En una misma casa vivían una anciana y un joven de muy malos modales y peores sentimientos. Cada vez que se cruzaba con la temblorosa y frágil mujer se burlaba de ella y a la menor ocasión la empujaba para hacerla caer. En público la ridiculizaba, y se mofaba de su apergaminado rostro y de sus encías desdentadas. Nunca perdía la oportunidad de mofarse de ella.

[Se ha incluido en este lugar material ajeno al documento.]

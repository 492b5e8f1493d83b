use crate::{hex::Point3, path::SearchStatus};
use serde::{Deserialize, Serialize};

/// A path through world space, ready for an agent to follow. The first point
/// is always the location the query started from (unless the query failed,
/// in which case there are no points at all).
#[derive(Clone, Debug, PartialEq, Serialize, Deserialize)]
pub struct NavPath {
    pub status: SearchStatus,
    pub points: Vec<Point3>,
    /// Sum of tile costs along the path
    pub cost: f64,
}

impl NavPath {
    pub(super) fn failed(status: SearchStatus) -> Self {
        Self {
            status,
            points: Vec::new(),
            cost: 0.0,
        }
    }

    /// Does this path lead anywhere (fully or partially)?
    pub fn is_valid(&self) -> bool {
        self.status.has_path() && !self.points.is_empty()
    }

    /// Did the path stop short of the requested goal?
    pub fn is_partial(&self) -> bool {
        self.status == SearchStatus::Partial
    }

    /// Number of segments in the path, i.e. one less than the number of
    /// points.
    pub fn length(&self) -> usize {
        self.points.len().saturating_sub(1)
    }

    /// Total world-space distance covered by the path.
    pub fn world_distance(&self) -> f64 {
        self.points
            .windows(2)
            .map(|pair| pair[0].distance_to(pair[1]))
            .sum()
    }
}
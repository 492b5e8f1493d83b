use crate::{hex::CubeCoord, TileLayout};
use serde::{Deserialize, Serialize};
use validator::Validate;

/// Configuration that defines a grid. Two grids built from the same config
/// will always be identical.
#[derive(Clone, Debug, PartialEq, Serialize, Deserialize, Validate)]
#[serde(default)]
pub struct GridConfig {
    /// Distance from the center of the grid to the edge (in tiles).
    #[validate(range(min = 0, max = 1000))]
    pub radius: u16,

    /// How tiles are placed in world space
    #[validate]
    pub layout: TileLayout,

    /// Settings for path queries run against this grid
    #[validate]
    pub pathfinding: PathConfig,

    /// Per-tile overrides, applied on top of the default tile properties
    /// after the grid is built. Every position must fall inside the grid.
    pub tiles: Vec<TileConfig>,
}

impl Default for GridConfig {
    fn default() -> Self {
        Self {
            radius: 3,
            layout: TileLayout::default(),
            pathfinding: PathConfig::default(),
            tiles: Vec::new(),
        }
    }
}

/// Configuration for path queries.
#[derive(Copy, Clone, Debug, PartialEq, Serialize, Deserialize, Validate)]
#[serde(default)]
pub struct PathConfig {
    /// Multiplier for the heuristic (hex distance). 1.0 gives optimal paths
    /// on grids where every tile costs at least 1. Larger values trade path
    /// quality for speed, 0.0 disables the heuristic entirely.
    #[validate(range(min = 0.0))]
    pub heuristic_scale: f64,

    /// If the goal can't be reached, return a path to the reachable tile
    /// closest to it instead of failing.
    pub wants_partial_solution: bool,

    /// A search gives up after expanding this many times the number of tiles
    /// in the grid.
    #[validate(range(min = 1))]
    pub expansion_limit_factor: usize,

    /// Added to the vertical axis of every waypoint in a world-space path.
    pub path_point_z_offset: f64,
}

impl Default for PathConfig {
    fn default() -> Self {
        Self {
            heuristic_scale: 1.0,
            wants_partial_solution: false,
            expansion_limit_factor: 8,
            path_point_z_offset: 0.0,
        }
    }
}

/// An override for the properties of a single tile.
#[derive(Copy, Clone, Debug, PartialEq, Serialize, Deserialize)]
pub struct TileConfig {
    pub position: CubeCoord,
    #[serde(default = "default_tile_cost")]
    pub cost: f64,
    #[serde(default)]
    pub blocking: bool,
}

fn default_tile_cost() -> f64 {
    crate::Tile::DEFAULT_COST
}
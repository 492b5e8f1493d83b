use hexnav::{
    CubeCoord, GridConfig, HexGrid, Orientation, PathConfig, Point3,
    TileConfig, TileLayout,
};
use validator::ValidationErrors;

#[test]
fn test_config_validation() {
    let config = GridConfig {
        layout: TileLayout {
            orientation: Orientation::Flat, // valid
            tile_size: -1.0,                // invalid
            origin: Point3::ZERO,           // valid
        },
        radius: 1001, // invalid (too big)
        pathfinding: PathConfig {
            heuristic_scale: -1.0,        // invalid
            wants_partial_solution: true, // valid
            expansion_limit_factor: 0,    // invalid
            path_point_z_offset: -50.0,   // valid (but weird)
        },
        tiles: vec![],
    };

    // This is a bit of a lazy check but it works well enough
    let err = HexGrid::generate(&config).unwrap_err();
    let validation_errors = err.downcast::<ValidationErrors>().unwrap();
    let mut error_fields = validation_errors
        .errors()
        .keys()
        .copied()
        .collect::<Vec<&str>>();
    error_fields.sort_unstable();
    assert_eq!(
        error_fields,
        vec!["layout", "pathfinding", "radius"],
        "incorrect validation errors in {:#?}",
        validation_errors
    );
}

#[test]
fn test_tile_override_validation() {
    // Outside the grid
    let config = GridConfig {
        radius: 2,
        tiles: vec![TileConfig {
            position: CubeCoord::new_qr(3, 0),
            cost: 1.0,
            blocking: true,
        }],
        ..GridConfig::default()
    };
    assert!(HexGrid::generate(&config).is_err());

    // Bad cost
    let config = GridConfig {
        radius: 2,
        tiles: vec![TileConfig {
            position: CubeCoord::new_qr(1, 0),
            cost: 0.0,
            blocking: false,
        }],
        ..GridConfig::default()
    };
    assert!(HexGrid::generate(&config).is_err());
}

#[test]
fn test_config_deserialization() {
    // Everything not given falls back to the defaults
    let config: GridConfig = serde_json::from_str(
        r#"{
            "layout": {"orientation": "pointy", "tile_size": 25.0},
            "radius": 4,
            "pathfinding": {"wants_partial_solution": true},
            "tiles": [
                {"position": [1, -1, 0], "cost": 3.5},
                {"position": [0, 2, -2], "blocking": true}
            ]
        }"#,
    )
    .unwrap();

    assert_eq!(config.layout.orientation, Orientation::Pointy);
    assert_eq!(config.layout.tile_size, 25.0);
    assert_eq!(config.layout.origin, Point3::ZERO);
    assert_eq!(config.radius, 4);
    assert_eq!(
        config.pathfinding,
        PathConfig {
            wants_partial_solution: true,
            ..PathConfig::default()
        }
    );

    let grid = HexGrid::generate(&config).unwrap();
    let cheap = grid.find_at(CubeCoord::new_qr(1, -1)).unwrap();
    assert_eq!(cheap.cost(), 3.5);
    assert!(!cheap.is_blocking());
    let wall = grid.find_at(CubeCoord::new_qr(0, 2)).unwrap();
    assert_eq!(wall.cost(), 1.0);
    assert!(wall.is_blocking());
}

#[test]
fn test_config_rejects_bad_coordinate() {
    let result = serde_json::from_str::<GridConfig>(
        r#"{"tiles": [{"position": [1, 1, 1]}]}"#,
    );
    assert!(result.is_err());
}
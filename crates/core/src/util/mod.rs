/// A macro to measure the evaluation time of an expression. Wraps an
/// expression, logs the elapsed time at the given level (default `Debug`),
/// and evaluates to the value of the expression.
#[macro_export]
macro_rules! timed {
    ($label:expr, $ex:expr) => {
        timed!($label, log::Level::Debug, $ex)
    };
    ($label:expr, $log_level:expr, $ex:expr) => {{
        let now = std::time::Instant::now();
        let value = $ex;
        let elapsed = now.elapsed();
        log::log!($log_level, "{} took {} ms", $label, elapsed.as_millis());
        value
    }};
}

/// Calculate the number of tiles in a hexagonal grid based on its radius.
/// Radius 0 means 1 tile, 1 is 7 tiles, 2 is 19, etc.
pub fn grid_len(radius: u16) -> usize {
    // We'll always have 3r^2+3r+1 tiles (a reduction of a geometric sum).
    // f(0) = 1, and we add 6r tiles for every step after that, so:
    // 1, (+6) 7, (+12) 19, (+18) 37, ...
    let r = radius as usize;
    3 * r * r + 3 * r + 1
}

/// Compare two floats for near-equality, using an absolute tolerance. Used
/// for world-space positions, where exact equality is rarely meaningful.
pub fn approx_eq(a: f64, b: f64, tolerance: f64) -> bool {
    (a - b).abs() <= tolerance
}
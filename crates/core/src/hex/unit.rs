//! This sub-module contains the basic coordinate types that make up the hex
//! coordinate system. See the parent module documentation for more info on the
//! coordinate system.

use anyhow::{anyhow, bail};
use derive_more::{Add, AddAssign, Display, Mul, Neg, Sub, SubAssign};
use serde::{Deserialize, Serialize};
use std::str::FromStr;

/// A point in the hex coordinate system that refers to a whole tile (via its
/// center point). Each coordinate has three integer components, and **for
/// every valid coordinate, `q + r + s = 0`**. There is no way to construct a
/// coordinate that breaks this rule: the checked constructor rejects it, and
/// the two-component constructors derive the third value.
///
/// Equality and hashing are structural. Arithmetic is componentwise, and since
/// the sum (or difference, or scalar multiple) of two zero-sum triples is
/// itself zero-sum, every operation here preserves the invariant.
///
/// Serialized as a `[q, r, s]` array. Deserialization goes through
/// [CubeCoord::new], so malformed input is rejected rather than normalized.
#[derive(
    Copy,
    Clone,
    Debug,
    Display,
    PartialEq,
    Eq,
    Hash,
    Add,
    Sub,
    Mul,
    Neg,
    AddAssign,
    SubAssign,
    Serialize,
    Deserialize,
)]
#[display(fmt = "({}, {}, {})", q, r, s)]
#[serde(try_from = "[i32; 3]", into = "[i32; 3]")]
pub struct CubeCoord {
    q: i32,
    r: i32,
    s: i32,
}

impl CubeCoord {
    pub const ORIGIN: Self = Self::new_qr(0, 0);

    /// Construct a new coordinate from all three components. Returns an error
    /// if the components don't fall on the plane `q + r + s = 0`.
    pub fn new(q: i32, r: i32, s: i32) -> anyhow::Result<Self> {
        // Summed wide so extreme components can't wrap back to zero
        if i64::from(q) + i64::from(r) + i64::from(s) != 0 {
            Err(anyhow!(
                "Invalid cube coordinate ({}, {}, {}); must be on the plane q+r+s=0",
                q,
                r,
                s
            ))
        } else {
            Ok(Self { q, r, s })
        }
    }

    /// Construct a new coordinate with the given q and r, deriving s. Returns
    /// an error if s doesn't fit in an `i32`.
    pub fn try_new_qr(q: i32, r: i32) -> anyhow::Result<Self> {
        let s = q
            .checked_neg()
            .and_then(|neg_q| neg_q.checked_sub(r))
            .ok_or_else(|| {
                anyhow!("Cube coordinate ({}, {}, _) is out of range", q, r)
            })?;
        Ok(Self { q, r, s })
    }

    /// Construct a new coordinate with the given q and r. Since q+r+s=0 for
    /// all coordinates, we can derive s from q & r. The components must be
    /// small enough that `-q - r` fits in an `i32`; use
    /// [Self::try_new_qr] for untrusted input.
    pub const fn new_qr(q: i32, r: i32) -> Self {
        Self { q, r, s: -q - r }
    }

    /// Construct a new coordinate with the given q and s, deriving r.
    pub const fn new_qs(q: i32, s: i32) -> Self {
        Self::new_qr(q, -q - s)
    }

    /// Construct a new coordinate with the given r and s, deriving q.
    pub const fn new_rs(r: i32, s: i32) -> Self {
        Self::new_qr(-r - s, r)
    }

    pub fn q(&self) -> i32 {
        self.q
    }

    pub fn r(&self) -> i32 {
        self.r
    }

    pub fn s(&self) -> i32 {
        self.s
    }

    /// Calculate the path distance between two tiles, meaning the number of
    /// hops it takes to get from one to the other. 0 if the coordinates are
    /// equal, 1 if the tiles are adjacent, 2 if there is 1 tile between them,
    /// etc.
    pub fn distance_to(self, other: CubeCoord) -> u32 {
        // https://www.redblobgames.com/grids/hexagons/#distances
        let diff = self - other;
        diff.q
            .unsigned_abs()
            .max(diff.r.unsigned_abs())
            .max(diff.s.unsigned_abs())
    }

    /// Get the tile adjacent to this one in the given direction. See
    /// [direction] for the index layout. Panics if `direction >= 6`.
    pub fn neighbor(self, direction: usize) -> CubeCoord {
        self + self::direction(direction)
    }

    /// Get the tile diagonal to this one in the given direction, i.e. the
    /// tile two steps away that sits past the vertex between two neighbors.
    /// See [diagonal] for the index layout. Panics if `direction >= 6`.
    pub fn diagonal_neighbor(self, direction: usize) -> CubeCoord {
        self + diagonal(direction)
    }

    /// Get an iterator of all the tiles directly adjacent to this one, in
    /// direction index order. The iterator always contains exactly 6 values.
    pub fn neighbors(self) -> impl Iterator<Item = CubeCoord> {
        DIRECTIONS.iter().map(move |dir| self + *dir)
    }

    /// Rotate this coordinate 60° to the right around `center`. For a
    /// neighbor of `center`, this steps one index down the [DIRECTIONS]
    /// table (wrapping from 0 to 5).
    pub fn rotate_right_60(self, center: CubeCoord) -> CubeCoord {
        let v = self - center;
        // (q, r, s) -> (-r, -s, -q)
        center + Self::new_unchecked(-v.r, -v.s, -v.q)
    }

    /// Rotate this coordinate 60° to the left around `center`. This is the
    /// exact inverse of [Self::rotate_right_60].
    pub fn rotate_left_60(self, center: CubeCoord) -> CubeCoord {
        let v = self - center;
        // (q, r, s) -> (-s, -q, -r)
        center + Self::new_unchecked(-v.s, -v.q, -v.r)
    }

    /// Only for use when the inputs are already known to sum to zero, e.g.
    /// when permuting the components of an existing coordinate.
    fn new_unchecked(q: i32, r: i32, s: i32) -> Self {
        debug_assert_eq!(
            i64::from(q) + i64::from(r) + i64::from(s),
            0,
            "bad permutation ({q}, {r}, {s})"
        );
        Self { q, r, s }
    }
}

impl TryFrom<[i32; 3]> for CubeCoord {
    type Error = anyhow::Error;

    fn try_from([q, r, s]: [i32; 3]) -> Result<Self, Self::Error> {
        Self::new(q, r, s)
    }
}

impl From<CubeCoord> for [i32; 3] {
    fn from(coord: CubeCoord) -> Self {
        [coord.q, coord.r, coord.s]
    }
}

/// Parse a coordinate from text. Accepts either three components (`q,r,s`)
/// which are validated, or two (`q,r`) which are treated as axial. Surrounding
/// parentheses and whitespace are ignored, so the display format of a
/// coordinate can be parsed back.
impl FromStr for CubeCoord {
    type Err = anyhow::Error;

    fn from_str(s: &str) -> Result<Self, Self::Err> {
        let trimmed = s.trim().trim_start_matches('(').trim_end_matches(')');
        let components = trimmed
            .split(',')
            .map(|component| {
                component.trim().parse::<i32>().map_err(|err| {
                    anyhow!("invalid coordinate component {:?}: {}", component, err)
                })
            })
            .collect::<anyhow::Result<Vec<i32>>>()?;
        match components.as_slice() {
            [q, r] => Self::try_new_qr(*q, *r),
            [q, r, s] => Self::new(*q, *r, *s),
            _ => bail!(
                "expected 2 or 3 coordinate components, got {:?}",
                s
            ),
        }
    }
}

/// The reduced two-axis form of a [CubeCoord]. `s` is implicit (`-q - r`), so
/// every axial coordinate maps to exactly one cube coordinate and back.
#[derive(
    Copy, Clone, Debug, Display, PartialEq, Eq, Hash, Serialize, Deserialize,
)]
#[display(fmt = "({}, {})", q, r)]
pub struct AxialCoord {
    pub q: i32,
    pub r: i32,
}

impl AxialCoord {
    pub const fn new(q: i32, r: i32) -> Self {
        Self { q, r }
    }
}

impl From<AxialCoord> for CubeCoord {
    fn from(axial: AxialCoord) -> Self {
        Self::new_qr(axial.q, axial.r)
    }
}

impl From<CubeCoord> for AxialCoord {
    fn from(cube: CubeCoord) -> Self {
        Self::new(cube.q, cube.r)
    }
}

/// A real-valued cube coordinate, prior to rounding onto a tile. The
/// `q + r + s = 0` invariant only holds approximately here, which is exactly
/// why [FractionalCoord::round] has to pick a component to correct.
#[derive(
    Copy, Clone, Debug, Display, PartialEq, Add, Sub, Mul, Serialize, Deserialize,
)]
#[display(fmt = "({}, {}, {})", q, r, s)]
pub struct FractionalCoord {
    pub q: f64,
    pub r: f64,
    pub s: f64,
}

impl FractionalCoord {
    pub const fn new(q: f64, r: f64, s: f64) -> Self {
        Self { q, r, s }
    }

    /// Linear interpolation between two coordinates, componentwise. `t = 0`
    /// gives `self`, `t = 1` gives `other`.
    pub fn lerp(self, other: FractionalCoord, t: f64) -> FractionalCoord {
        fn lerp(a: f64, b: f64, t: f64) -> f64 {
            a + (b - a) * t
        }

        Self::new(
            lerp(self.q, other.q, t),
            lerp(self.r, other.r, t),
            lerp(self.s, other.s, t),
        )
    }

    /// Snap to the tile containing this point. See [super::hex_round].
    pub fn round(self) -> CubeCoord {
        super::hex_round(self)
    }
}

impl From<CubeCoord> for FractionalCoord {
    fn from(coord: CubeCoord) -> Self {
        Self::new(coord.q.into(), coord.r.into(), coord.s.into())
    }
}

/// Unit offsets to each of the 6 adjacent tiles, in winding order: each
/// entry is the previous one rotated 60° to the left. The values don't depend
/// on orientation, only where they land in world space does.
///
/// https://www.redblobgames.com/grids/hexagons/#neighbors
pub const DIRECTIONS: [CubeCoord; 6] = [
    CubeCoord::new_qr(0, 1),
    CubeCoord::new_qr(1, 0),
    CubeCoord::new_qr(1, -1),
    CubeCoord::new_qr(0, -1),
    CubeCoord::new_qr(-1, 0),
    CubeCoord::new_qr(-1, 1),
];

/// Offsets to the 6 diagonal tiles (two steps away, across a vertex). Entry
/// `i` sits between directions `i` and `i + 1` (wrapping).
pub const DIAGONALS: [CubeCoord; 6] = [
    CubeCoord::new_qr(1, 1),
    CubeCoord::new_qr(2, -1),
    CubeCoord::new_qr(1, -2),
    CubeCoord::new_qr(-1, -1),
    CubeCoord::new_qr(-2, 1),
    CubeCoord::new_qr(-1, 2),
];

/// Get one of the 6 unit directions. Panics if `index >= 6`, since any other
/// value means the caller has a bug.
pub fn direction(index: usize) -> CubeCoord {
    assert!(index < DIRECTIONS.len(), "invalid direction index {}", index);
    DIRECTIONS[index]
}

/// Get one of the 6 diagonal offsets. Panics if `index >= 6`.
pub fn diagonal(index: usize) -> CubeCoord {
    assert!(index < DIAGONALS.len(), "invalid diagonal index {}", index);
    DIAGONALS[index]
}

Y así iba sucediendo a lo largo de meses; pero la anciana tenía un nieto que había invertido muchos años en el estudio de las antiguas medicinas de Oriente. Nada había que desconociera sobre pócimas, ungüentos, bebedizos y plantas perturbadoras de la conciencia. Cuando el nieto regresó al pueblo para visitar a su abuela, los habitantes de la localidad le hicieron saber a qué clase de vejaciones y malos tratos estaba siendo sometida.
El nieto se sintió sobrecogido y experimentó una gran compasión hacia su abuela, pero como era fundamentalmente indulgente no quería vengarse del joven cruel, sino trazar un plan que pudiera darle una buena lección.
Cierto día, entró en la casa del joven despiadado y puso una sustancia especial en sus alimentos. Llegó la noche y el joven cenó de buena gana y se fue a dormir. Al alba se despertó y ya estaba su mente imaginando nuevas burlas para provocar a la anciana, cuando, al intentar incorporarse del lecho, notó una gran debilidad, le faltaba la respiración y le dolían todos los huesos; apenas podía moverse y le costaba mucho fijar la vista. Pero ¿qué le estaba ocurriendo? Casi arrastrándose, extenuado y dolorido, logró llegar hasta el lavabo para asearse. Con horror, contempló su cara en el espejo. Un grito de espanto se escapó de su garganta: no era su rostro el que veía reflejado en el espejo, sino el de la anciana a la que tanto había maltratado. Pasado el primer momento de enorme angustia, se detuvo a contemplar esa cara: apreció una mirada apagada, contempló las profundas arrugas que surcaban la carne, la nariz afilada como un cuchillo, aquellas cejas casi ralas, las encías desdentadas, la vacilante mandíbula, los labios amoratados… Sin embargo, en esas facciones en las que el tiempo había dejado su inexorable huella también había mucho amor, paciencia y serenidad. Los ojos del joven empezaron a llenarse de lágrimas, la ternura afloró a su corazón y comprendió en un momento todo el mal que le había causado a la anciana. Por primera vez pudo ponerse en el lugar de la mujer y sintió un infinito cariño hacia ella.
Al cabo de unas horas, el efecto de la pócima desapareció, y el joven recuperó su aspecto habitual y su excelente vitalidad. Cuando ese día se cruzó con la anciana, se arrodilló ante ella y besó sus pies. Desde entonces, la anciana ganó un segundo nieto y el verdadero nieto se dijo a sí mismo: «Si en este mundo hubiera pócimas para cambiar a todas las personas aviesas, sería un verdadero paraíso».
Reflexión
Existe mucha crueldad en el mundo y buena parte de ella viene dada por la codicia, el desmesurado egocentrismo y la incapacidad para ponerse en el lugar de los otros y sentir como propio el sufrimiento ajeno. Hay que ir desarrollando el amor incondicional hacia todos los seres si queremos humanizarnos y humanizar el planeta, y si deseamos, realmente, pasar de ser homoanimales a ser seres humanos con un corazón tierno y compasivo. Se nos dice en el Dhammapada: «Al que cultiva el amor hacia todos los seres, a ése lo llamo yo noble».